In 2003, the Café de la Paix was entirely renovated, under the supervision of the Bâtiments de France Authority. The former garden-style décor and its partitions were removed to provide less cluttered and brighter perspectives, restoring the venue’s original volumes and ambiance.
The Café de la Paix has been a Parisian institution for the past century and a half. Combining history, tradition and modernity, it serves its “contemporary classic” cuisine within an exceptional setting.
In addition to the restaurant menu, the Café de la Paix serves a selection of fast meals all day long in its indoor terrace, and when fair weather returns in its summer terrace facing the flamboyant Opéra-Garnier.

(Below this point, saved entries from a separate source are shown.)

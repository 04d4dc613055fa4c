//! Shared run state
//!
//! The only mutable state shared between the controller and its workers. It is
//! owned by the run controller and lent to workers by reference for the
//! lifetime of the run. Counters are increment-only, and each flag makes a
//! single false-to-true transition (`measuring` also goes back to false once).
//!
//! All accesses use relaxed ordering: workers need no ordering relative to one
//! another, and the sampler only needs eventual visibility of the counters.

use crossbeam::utils::CachePadded;
use std::sync::atomic::{AtomicBool, AtomicU64, Ordering};

/// Stop flag, measurement window flag and transfer counters
///
/// Counters sit on separate cache lines so concurrent increments from many
/// workers do not false-share with each other or with the flags they poll.
#[derive(Debug, Default)]
pub struct RunState {
    stop: CachePadded<AtomicBool>,
    measuring: CachePadded<AtomicBool>,
    bytes: CachePadded<AtomicU64>,
    ops: CachePadded<AtomicU64>,
}

impl RunState {
    pub fn new() -> Self {
        Self::default()
    }

    /// Whether workers should leave their loop
    #[inline]
    pub fn should_stop(&self) -> bool {
        self.stop.load(Ordering::Relaxed)
    }

    /// Ask every worker to stop after its current transfer
    pub fn request_stop(&self) {
        self.stop.store(true, Ordering::Relaxed);
    }

    /// Guard that raises the stop flag when dropped, including during unwinding
    pub fn stop_on_drop(&self) -> StopGuard<'_> {
        StopGuard { state: self }
    }

    /// Open the measurement window (latencies are recorded from now on)
    pub fn begin_measuring(&self) {
        self.measuring.store(true, Ordering::Relaxed);
    }

    pub fn end_measuring(&self) {
        self.measuring.store(false, Ordering::Relaxed);
    }

    #[inline]
    pub fn is_measuring(&self) -> bool {
        self.measuring.load(Ordering::Relaxed)
    }

    /// Account one completed transfer of `bytes` bytes
    #[inline]
    pub fn record_transfer(&self, bytes: u64) {
        self.bytes.fetch_add(bytes, Ordering::Relaxed);
        self.ops.fetch_add(1, Ordering::Relaxed);
    }

    /// Cumulative bytes since the run started (warmup included)
    #[inline]
    pub fn total_bytes(&self) -> u64 {
        self.bytes.load(Ordering::Relaxed)
    }

    /// Cumulative operations since the run started (warmup included)
    #[inline]
    pub fn total_ops(&self) -> u64 {
        self.ops.load(Ordering::Relaxed)
    }
}

/// Raises the stop flag of a [`RunState`] when dropped
///
/// Held by the controlling thread for as long as workers may be running, so a
/// panic in the sampler or an observer still lets the workers drain.
#[must_use = "the stop flag is raised as soon as the guard is dropped"]
pub struct StopGuard<'a> {
    state: &'a RunState,
}

impl Drop for StopGuard<'_> {
    fn drop(&mut self) {
        self.state.request_stop();
    }
}
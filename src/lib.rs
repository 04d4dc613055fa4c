//! storagebench - sustained storage throughput benchmark
//!
//! Drives a configurable number of worker threads issuing block-sized
//! positioned reads or writes (sequential or random) against one target file,
//! warms up, then samples aggregate throughput once per second for a fixed
//! measurement window.
//!
//! # Architecture
//!
//! - **target**: opens the file, with `O_DIRECT` and buffered fallback
//! - **worker**: per-thread transfer loop over an IO engine and offset generator
//! - **run**: controller state machine, shared run state, per-second sampler
//! - **stats**: latency histograms, aggregation, run result
//! - **config / output**: CLI + TOML configuration, text/JSON/CSV reports

pub mod config;
pub mod distribution;
pub mod engine;
pub mod error;
pub mod output;
pub mod run;
pub mod stats;
pub mod target;
pub mod util;
pub mod worker;

// Re-export commonly used types
pub use config::{BenchConfig, TestType};
pub use error::BenchError;
pub use run::{run_benchmark, RunController, RunPhase};
pub use stats::{RunResult, ThroughputPoint};

/// Result type used throughout storagebench
pub type Result<T> = anyhow::Result<T>;
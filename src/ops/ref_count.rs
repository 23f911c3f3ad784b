use crate::{
  observable::{ConnectableObservable, ConnectionHandle, Observable},
  observer::Observer,
  scheduler::{Duration, Scheduler, TaskHandle},
  subscription::{Subscription, Teardown},
};
use std::sync::{Arc, Mutex};

/// When the grace period is set, a disconnect is scheduled instead of done
/// inline once the subscriber count hits zero.
#[derive(Clone)]
struct DisconnectPolicy {
  delay: Duration,
  scheduler: Arc<dyn Scheduler + Send + Sync>,
}

#[derive(Default)]
struct RefCountState {
  count: usize,
  connection: Option<ConnectionHandle>,
  pending_disconnect: Option<TaskHandle>,
}

/// Reference-counted view over a [`ConnectableObservable`].
///
/// The first subscriber connects the source; dropping to zero subscribers
/// disconnects it, either immediately or after a grace period. A later
/// subscriber starts a whole new connection.
pub struct RefCount<S, Item, Err> {
  connectable: ConnectableObservable<S, Item, Err>,
  state: Arc<Mutex<RefCountState>>,
  policy: Option<DisconnectPolicy>,
}

impl<S: Clone, Item, Err> Clone for RefCount<S, Item, Err> {
  fn clone(&self) -> Self {
    RefCount {
      connectable: self.connectable.clone(),
      state: self.state.clone(),
      policy: self.policy.clone(),
    }
  }
}

impl<S, Item, Err> RefCount<S, Item, Err> {
  pub(crate) fn eager(connectable: ConnectableObservable<S, Item, Err>) -> Self {
    RefCount {
      connectable,
      state: Arc::new(Mutex::new(RefCountState::default())),
      policy: None,
    }
  }

  pub(crate) fn delayed(
    connectable: ConnectableObservable<S, Item, Err>,
    delay: Duration,
    scheduler: Arc<dyn Scheduler + Send + Sync>,
  ) -> Self {
    RefCount {
      connectable,
      state: Arc::new(Mutex::new(RefCountState::default())),
      policy: Some(DisconnectPolicy { delay, scheduler }),
    }
  }
}

impl<S, Item, Err> Observable<Item, Err> for RefCount<S, Item, Err>
where
  S: Observable<Item, Err> + Clone,
  Item: Clone + Send + 'static,
  Err: Clone + Send + 'static,
{
  type Unsub = RefCountSubscription;

  fn actual_subscribe<O>(self, observer: O) -> Self::Unsub
  where
    O: Observer<Item, Err> + Send + 'static,
  {
    {
      let mut state = self.state.lock().unwrap();
      if let Some(mut pending) = state.pending_disconnect.take() {
        pending.unsubscribe();
      }
      state.count += 1;
    }

    // Attach the observer to the subject before connecting, so a source
    // that emits synchronously on subscribe reaches this observer too.
    let inner = self.connectable.clone().actual_subscribe(observer);

    let need_connect = self.state.lock().unwrap().connection.is_none();
    if need_connect {
      // `connect` is idempotent while live, so a racing subscriber at
      // worst stores the same handle twice.
      let handle = self.connectable.connect();
      self.state.lock().unwrap().connection = Some(handle);
    }

    RefCountSubscription {
      inner,
      state: self.state,
      policy: self.policy,
      detached: false,
    }
  }
}

/// Subscription handed to each `RefCount` subscriber. Unsubscribing detaches
/// the observer and, if this was the last subscriber, tears the shared
/// connection down per the disconnect policy.
pub struct RefCountSubscription {
  inner: Teardown,
  state: Arc<Mutex<RefCountState>>,
  policy: Option<DisconnectPolicy>,
  detached: bool,
}

impl Subscription for RefCountSubscription {
  fn unsubscribe(&mut self) {
    if self.detached {
      return;
    }
    self.detached = true;
    self.inner.unsubscribe();

    let mut state = self.state.lock().unwrap();
    state.count -= 1;
    if state.count > 0 {
      return;
    }
    match &self.policy {
      None => {
        // Detach while the count lock is held: the connectable's marker
        // and this count must transition as one step, or a racing
        // subscriber can adopt a connection that is about to die.
        let upstream = state
          .connection
          .take()
          .and_then(|connection| connection.detach());
        drop(state);
        if let Some(mut upstream) = upstream {
          upstream.unsubscribe();
        }
      }
      Some(policy) => {
        if state.pending_disconnect.is_some() {
          return;
        }
        let shared = self.state.clone();
        // The action locks the shared state, so even if the scheduler
        // fires immediately it blocks until the handle is stored.
        let handle = policy.scheduler.schedule(
          policy.delay,
          Box::new(move || {
            let upstream = {
              let mut state = shared.lock().unwrap();
              state.pending_disconnect = None;
              if state.count == 0 {
                state
                  .connection
                  .take()
                  .and_then(|connection| connection.detach())
              } else {
                None
              }
            };
            if let Some(mut upstream) = upstream {
              upstream.unsubscribe();
            }
          }),
        );
        state.pending_disconnect = Some(handle);
      }
    }
  }

  fn is_closed(&self) -> bool { self.detached }
}
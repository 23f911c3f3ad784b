use smallvec::SmallVec;
use std::{
  fmt::{Debug, Formatter},
  mem,
  sync::{Arc, Mutex},
};

/// Handle returned from `Observable.subscribe` to allow unsubscribing.
///
/// Unsubscribing releases whatever resources the subscription holds. The
/// operation is closed: calling it again, from any number of call sites or
/// threads, has the effect of exactly one release.
pub trait Subscription {
  /// This allows deregistering a stream before it has finished receiving all
  /// events (i.e. before `complete` is called).
  fn unsubscribe(&mut self);

  fn is_closed(&self) -> bool;
}

impl Debug for Box<dyn Subscription + Send> {
  fn fmt(&self, f: &mut Formatter<'_>) -> std::fmt::Result {
    f.debug_struct("Box<dyn Subscription>")
      .field("is_closed", &self.is_closed())
      .finish()
  }
}

type Release = Box<dyn FnOnce() + Send>;

/// A subscription wrapping zero or one release action.
///
/// The action is exchanged out of the shared slot on the first
/// `unsubscribe`, so exactly one caller runs it no matter how the calls
/// race.
#[derive(Clone, Default)]
pub struct Teardown(Arc<Mutex<Option<Release>>>);

impl Teardown {
  pub fn new<F: FnOnce() + Send + 'static>(release: F) -> Self {
    Teardown(Arc::new(Mutex::new(Some(Box::new(release)))))
  }

  /// A subscription that was never live: unsubscribing it does nothing.
  pub fn closed() -> Self { Teardown::default() }
}

impl Subscription for Teardown {
  fn unsubscribe(&mut self) {
    let release = self.0.lock().unwrap().take();
    if let Some(release) = release {
      release();
    }
  }

  fn is_closed(&self) -> bool { self.0.lock().unwrap().is_none() }
}

impl Debug for Teardown {
  fn fmt(&self, f: &mut Formatter<'_>) -> std::fmt::Result {
    f.debug_struct("Teardown")
      .field("is_closed", &self.is_closed())
      .finish()
  }
}

/// Groups subscriptions so that unsubscribing the group unsubscribes every
/// member exactly once. Members added after the group closed are
/// unsubscribed immediately.
#[derive(Clone, Default)]
pub struct CompositeSubscription(Arc<Mutex<Inner>>);

struct Inner {
  closed: bool,
  teardown: SmallVec<[Box<dyn Subscription + Send>; 1]>,
}

impl Default for Inner {
  fn default() -> Self {
    Inner {
      closed: false,
      teardown: SmallVec::new(),
    }
  }
}

impl CompositeSubscription {
  pub fn add<S: Subscription + Send + 'static>(&self, mut subscription: S) {
    let mut inner = self.0.lock().unwrap();
    if inner.closed {
      drop(inner);
      subscription.unsubscribe();
    } else {
      inner.teardown.retain(|s| !s.is_closed());
      inner.teardown.push(Box::new(subscription));
    }
  }

  pub fn teardown_size(&self) -> usize { self.0.lock().unwrap().teardown.len() }
}

impl Subscription for CompositeSubscription {
  fn unsubscribe(&mut self) {
    let teardown = {
      let mut inner = self.0.lock().unwrap();
      if inner.closed {
        return;
      }
      inner.closed = true;
      mem::take(&mut inner.teardown)
    };
    // Run members outside the lock: a member's release action may touch
    // this group again.
    for mut subscription in teardown {
      subscription.unsubscribe();
    }
  }

  fn is_closed(&self) -> bool { self.0.lock().unwrap().closed }
}

impl Debug for CompositeSubscription {
  fn fmt(&self, f: &mut Formatter<'_>) -> std::fmt::Result {
    let inner = self.0.lock().unwrap();
    f.debug_struct("CompositeSubscription")
      .field("closed", &inner.closed)
      .field("teardown_count", &inner.teardown.len())
      .finish()
  }
}

impl<T: ?Sized> Subscription for Box<T>
where
  T: Subscription,
{
  #[inline]
  fn unsubscribe(&mut self) {
    let s = &mut **self;
    s.unsubscribe()
  }

  #[inline]
  fn is_closed(&self) -> bool {
    let s = &**self;
    s.is_closed()
  }
}

impl<T> Subscription for Arc<Mutex<T>>
where
  T: Subscription,
{
  #[inline]
  fn unsubscribe(&mut self) { self.lock().unwrap().unsubscribe() }

  #[inline]
  fn is_closed(&self) -> bool { self.lock().unwrap().is_closed() }
}

/// An RAII implementation of a "scoped subscription". When this structure is
/// dropped (falls out of scope), the subscription will be unsubscribed.
///
/// If you want to drop it immediately, wrap it in its own scope.
#[derive(Debug)]
#[must_use]
pub struct SubscriptionGuard<T: Subscription>(pub(crate) T);

impl<T: Subscription> SubscriptionGuard<T> {
  /// Wraps an existing subscription with a guard to enable RAII behavior for
  /// it.
  pub fn new(subscription: T) -> SubscriptionGuard<T> { SubscriptionGuard(subscription) }
}

impl<T: Subscription> Drop for SubscriptionGuard<T> {
  #[inline]
  fn drop(&mut self) { self.0.unsubscribe() }
}
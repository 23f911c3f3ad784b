use crate::scheduler::{Duration, Scheduler, TaskHandle};
use std::{
  cmp::Ordering,
  collections::BinaryHeap,
  sync::{Arc, Mutex},
};

struct ScheduledTask {
  due: Duration,
  task_id: u64,
  action: Option<Box<dyn FnOnce() + Send>>,
  handle: TaskHandle,
}

// Reversed ordering turns the max-heap into a min-heap; the id tiebreak
// keeps same-instant tasks in scheduling order.
impl Ord for ScheduledTask {
  fn cmp(&self, other: &Self) -> Ordering {
    other
      .due
      .cmp(&self.due)
      .then_with(|| other.task_id.cmp(&self.task_id))
  }
}

impl PartialOrd for ScheduledTask {
  fn partial_cmp(&self, other: &Self) -> Option<Ordering> { Some(self.cmp(other)) }
}

impl PartialEq for ScheduledTask {
  fn eq(&self, other: &Self) -> bool { self.due == other.due && self.task_id == other.task_id }
}

impl Eq for ScheduledTask {}

#[derive(Default)]
struct TestSchedulerState {
  virtual_time: Duration,
  task_queue: BinaryHeap<ScheduledTask>,
  next_task_id: u64,
}

/// Scheduler over a virtual clock, for deterministic tests.
///
/// Time only moves when `advance_to`, `advance_by` or `flush` is called.
/// Clones share the clock and the queue, so a clone can be handed to the
/// code under test while the test drives time from outside.
#[derive(Clone, Default)]
pub struct TestScheduler {
  state: Arc<Mutex<TestSchedulerState>>,
}

impl TestScheduler {
  pub fn new() -> Self { Self::default() }

  /// Enqueue `action` to run at the absolute virtual instant `due`. An
  /// instant not later than the current time runs on the next advance.
  pub fn schedule_at(&self, due: Duration, action: Box<dyn FnOnce() + Send>) -> TaskHandle {
    let handle = TaskHandle::new();
    let mut state = self.state.lock().unwrap();
    let task_id = state.next_task_id;
    state.next_task_id += 1;
    state.task_queue.push(ScheduledTask {
      due,
      task_id,
      action: Some(action),
      handle: handle.clone(),
    });
    handle
  }

  /// Run every task due at or before `target`, in due-time order, then move
  /// the clock to `target`. Actions run with the queue unlocked, so they may
  /// schedule further tasks; tasks they enqueue within the window run in the
  /// same pass.
  pub fn advance_to(&self, target: Duration) {
    loop {
      let task = {
        let mut state = self.state.lock().unwrap();
        match state.task_queue.peek() {
          Some(task) if task.due <= target => {
            let mut task = state.task_queue.pop().unwrap();
            if state.virtual_time < task.due {
              state.virtual_time = task.due;
            }
            task.action.take().map(|action| (action, task.handle))
          }
          _ => {
            if state.virtual_time < target {
              state.virtual_time = target;
            }
            return;
          }
        }
      };
      if let Some((action, handle)) = task {
        if !handle.is_cancelled() {
          action();
        }
        handle.mark_finished();
      }
    }
  }

  pub fn advance_by(&self, duration: Duration) {
    let target = self.now() + duration;
    self.advance_to(target);
  }

  /// Run the queue to exhaustion, advancing the clock to each task's due
  /// time as it goes.
  pub fn flush(&self) {
    loop {
      let due = {
        let state = self.state.lock().unwrap();
        match state.task_queue.peek() {
          Some(task) => task.due,
          None => return,
        }
      };
      self.advance_to(due);
    }
  }

  pub fn pending_count(&self) -> usize { self.state.lock().unwrap().task_queue.len() }

  pub fn is_empty(&self) -> bool { self.pending_count() == 0 }
}

impl Scheduler for TestScheduler {
  fn now(&self) -> Duration { self.state.lock().unwrap().virtual_time }

  fn schedule(&self, delay: Duration, action: Box<dyn FnOnce() + Send>) -> TaskHandle {
    let due = self.now() + delay;
    self.schedule_at(due, action)
  }
}
pub mod defer_async;
pub mod ref_count;

pub use defer_async::{defer_async, DeferAsync};
pub use ref_count::RefCount;
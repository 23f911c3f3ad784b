use crate::{
  observer::{AllObserver, FnMutObserver, Observer},
  subject::Subject,
  subscription::{Subscription, SubscriptionGuard},
};

mod connectable;
mod create;
mod defer;
mod of;

pub use connectable::{ConnectableObservable, ConnectionHandle};
pub use create::{create, Create};
pub use defer::{defer, Defer};
pub use of::{empty, of, throw, ObservableEmpty, ObservableOf, ObservableThrow};

/// A push-based stream of values terminated by at most one `error` or
/// `complete` notification.
///
/// Subscribing consumes the observable; sources that can serve more than
/// one subscription are `Clone`, and each clone subscribes independently.
pub trait Observable<Item, Err>: Sized {
  /// Handle the caller uses to stop this particular subscription.
  type Unsub: Subscription + Send + 'static;

  fn actual_subscribe<O>(self, observer: O) -> Self::Unsub
  where
    O: Observer<Item, Err> + Send + 'static;

  /// Subscribe with a value callback only. Errors terminate the stream
  /// silently; use [`Observable::subscribe_all`] to observe them.
  fn subscribe<N>(self, next: N) -> Self::Unsub
  where
    N: FnMut(Item) + Send + 'static,
  {
    self.actual_subscribe(FnMutObserver::new(next))
  }

  fn subscribe_all<N, E, C>(self, next: N, error: E, complete: C) -> Self::Unsub
  where
    N: FnMut(Item) + Send + 'static,
    E: FnMut(Err) + Send + 'static,
    C: FnMut() + Send + 'static,
  {
    self.actual_subscribe(AllObserver::new(next, error, complete))
  }

  fn subscribe_with<O>(self, observer: O) -> Self::Unsub
  where
    O: Observer<Item, Err> + Send + 'static,
  {
    self.actual_subscribe(observer)
  }

  /// Subscribe and tie the subscription's lifetime to the returned guard.
  fn subscribe_guard<N>(self, next: N) -> SubscriptionGuard<Self::Unsub>
  where
    N: FnMut(Item) + Send + 'static,
  {
    SubscriptionGuard::new(self.subscribe(next))
  }

  /// Share this source through `subject`. Subscribers attach to the subject;
  /// the source is not subscribed until [`ConnectableObservable::connect`].
  fn multicast(self, subject: Subject<Item, Err>) -> ConnectableObservable<Self, Item, Err>
  where
    Item: Clone + Send + 'static,
    Err: Clone + Send + 'static,
  {
    ConnectableObservable::new(self, subject)
  }

  /// `multicast` through a fresh subject.
  fn publish(self) -> ConnectableObservable<Self, Item, Err>
  where
    Item: Clone + Send + 'static,
    Err: Clone + Send + 'static,
  {
    self.multicast(Subject::new())
  }
}
use crate::{
  observable::Observable,
  observer::{AutoDetachObserver, BoxObserver, Observer},
  subscription::{CompositeSubscription, Subscription},
  type_hint::TypeHint,
};

/// Build an observable from a subscribe function.
///
/// The function receives the downstream observer and returns the teardown
/// for whatever it started. The observer handed in is gated: after the
/// subscription is unsubscribed, or after the function delivers a terminal
/// notification, further calls are dropped on the floor.
pub fn create<F, U, Item, Err>(subscribe: F) -> Create<F, Item, Err>
where
  F: FnOnce(BoxObserver<Item, Err>) -> U,
  U: Subscription + Send + 'static,
{
  Create {
    subscribe,
    _hint: TypeHint::new(),
  }
}

#[derive(Clone)]
pub struct Create<F, Item, Err> {
  subscribe: F,
  _hint: TypeHint<(Item, Err)>,
}

impl<F, U, Item, Err> Observable<Item, Err> for Create<F, Item, Err>
where
  F: FnOnce(BoxObserver<Item, Err>) -> U,
  U: Subscription + Send + 'static,
  Item: 'static,
  Err: 'static,
{
  type Unsub = CompositeSubscription;

  fn actual_subscribe<O>(self, observer: O) -> Self::Unsub
  where
    O: Observer<Item, Err> + Send + 'static,
  {
    let gate = AutoDetachObserver::new(observer);
    let subscription = CompositeSubscription::default();
    // The gate goes in first so disposal stops delivery before the
    // producer's teardown runs.
    subscription.add(gate.clone());
    let boxed: BoxObserver<Item, Err> = Box::new(gate);
    subscription.add((self.subscribe)(boxed));
    subscription
  }
}
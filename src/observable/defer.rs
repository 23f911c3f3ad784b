use crate::{observable::Observable, observer::Observer, type_hint::TypeHint};

/// Calls `factory` once per subscription and subscribes to the observable it
/// returns, so each subscriber gets a fresh source.
pub fn defer<F, Src, Item, Err>(factory: F) -> Defer<F, Item, Err>
where
  F: Fn() -> Src,
  Src: Observable<Item, Err>,
{
  Defer {
    factory,
    _hint: TypeHint::new(),
  }
}

#[derive(Clone)]
pub struct Defer<F, Item, Err> {
  factory: F,
  _hint: TypeHint<(Item, Err)>,
}

impl<F, Src, Item, Err> Observable<Item, Err> for Defer<F, Item, Err>
where
  F: Fn() -> Src,
  Src: Observable<Item, Err>,
{
  type Unsub = Src::Unsub;

  fn actual_subscribe<O>(self, observer: O) -> Self::Unsub
  where
    O: Observer<Item, Err> + Send + 'static,
  {
    (self.factory)().actual_subscribe(observer)
  }
}
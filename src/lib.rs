//! Subscription, multicast and virtual-time scheduling substrate for
//! reactive streams.
//!
//! The building blocks: [`observable::Observable`] and
//! [`observer::Observer`] for push-based delivery,
//! [`subscription::Subscription`] for cancellation,
//! [`subject::Subject`] for fan-out, and
//! [`observable::ConnectableObservable`] with
//! [`ops::RefCount`] for sharing one upstream among many subscribers.
//! [`scheduler::test_scheduler::TestScheduler`] runs all of it on a
//! virtual clock so timing-sensitive behavior can be pinned down in
//! deterministic tests.
//!
//! ```
//! use rxcore::prelude::*;
//!
//! let subject: Subject<i32, ()> = Subject::new();
//! let mut sub = subject.clone().subscribe(|v| println!("got {v}"));
//!
//! let mut input = subject.clone();
//! input.next(1);
//! input.next(2);
//! sub.unsubscribe();
//! input.next(3); // not delivered
//! ```

pub mod cancellation;
pub mod observable;
pub mod observer;
pub mod ops;
pub mod prelude;
pub mod scheduler;
pub mod subject;
pub mod subscription;
pub mod testing;
pub mod type_hint;
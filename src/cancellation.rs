use std::{
  future::Future,
  pin::Pin,
  sync::{Arc, Mutex},
  task::{Context, Poll, Waker},
};

type Callback = Box<dyn FnOnce() + Send>;

struct TokenState {
  cancelled: bool,
  callbacks: Vec<Callback>,
}

/// Cooperative cancellation signal shared between the party requesting the
/// cancel and the work observing it.
///
/// Clones share state. `cancel` latches: it runs the registered callbacks
/// exactly once, and callbacks registered afterwards run immediately.
#[derive(Clone)]
pub struct CancellationToken {
  inner: Arc<Mutex<TokenState>>,
}

impl Default for CancellationToken {
  fn default() -> Self {
    CancellationToken {
      inner: Arc::new(Mutex::new(TokenState {
        cancelled: false,
        callbacks: vec![],
      })),
    }
  }
}

impl CancellationToken {
  pub fn new() -> Self { Self::default() }

  pub fn is_cancelled(&self) -> bool { self.inner.lock().unwrap().cancelled }

  /// Latch the token. Only the first call runs callbacks; they run outside
  /// the lock so a callback may use the token.
  pub fn cancel(&self) {
    let callbacks = {
      let mut state = self.inner.lock().unwrap();
      if state.cancelled {
        return;
      }
      state.cancelled = true;
      std::mem::take(&mut state.callbacks)
    };
    for callback in callbacks {
      callback();
    }
  }

  /// Register a callback to run on cancellation. Runs synchronously right
  /// away if the token is already cancelled.
  pub fn on_cancel<F: FnOnce() + Send + 'static>(&self, callback: F) {
    {
      let mut state = self.inner.lock().unwrap();
      if !state.cancelled {
        state.callbacks.push(Box::new(callback));
        return;
      }
    }
    callback();
  }

  /// A future that resolves once the token is cancelled.
  pub fn cancelled(&self) -> Cancelled {
    Cancelled {
      token: self.clone(),
      waker: Arc::new(Mutex::new(None)),
      registered: false,
    }
  }
}

pub struct Cancelled {
  token: CancellationToken,
  waker: Arc<Mutex<Option<Waker>>>,
  registered: bool,
}

impl Future for Cancelled {
  type Output = ();

  fn poll(self: Pin<&mut Self>, cx: &mut Context<'_>) -> Poll<Self::Output> {
    let this = self.get_mut();
    if this.token.is_cancelled() {
      return Poll::Ready(());
    }
    // Re-polls replace the stored waker; only one token callback is ever
    // registered per future.
    *this.waker.lock().unwrap() = Some(cx.waker().clone());
    if !this.registered {
      this.registered = true;
      let waker = this.waker.clone();
      this.token.on_cancel(move || {
        if let Some(waker) = waker.lock().unwrap().take() {
          waker.wake();
        }
      });
    }
    if this.token.is_cancelled() {
      Poll::Ready(())
    } else {
      Poll::Pending
    }
  }
}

The Opera Café provides a stunning view over the Opéra Garnier. It is open daily to serve you breakfast, lunch and dinner, offering a basic and flavourful terrace special for a gourmet break to be taken as you visit Paris. Its ideal setting is also perfectly suited to private functions, meals seating 20 or cocktail parties serving 40.
The Opera Square is a large alcove located to the side of the main lounge, facing Place de l’Opéra, which serves private breakfasts, lunches or dinners, seating up to forty people.
The Table d’Hôte can for its part serve a dozen guests for a set-menu lunch or dinner. It is an ideal solution for a business meal.
The Espace Verrière and the bar, a grand 800-m² winter garden is set in the center of the hotel. It is a majestic, peaceful haven, far from the hustle and bustle of the city. As evening falls, a warm, elegant ambience takes over. Overlooking La Verrière restaurant, the bar offers you a hushed, intimate atmosphere gently beneath subdued lighting.Reserve your table
The Shop: A wide choice of items, ranging from key rings to luxury cup caskets, not to mention the renowned black aprons with the golden buttons!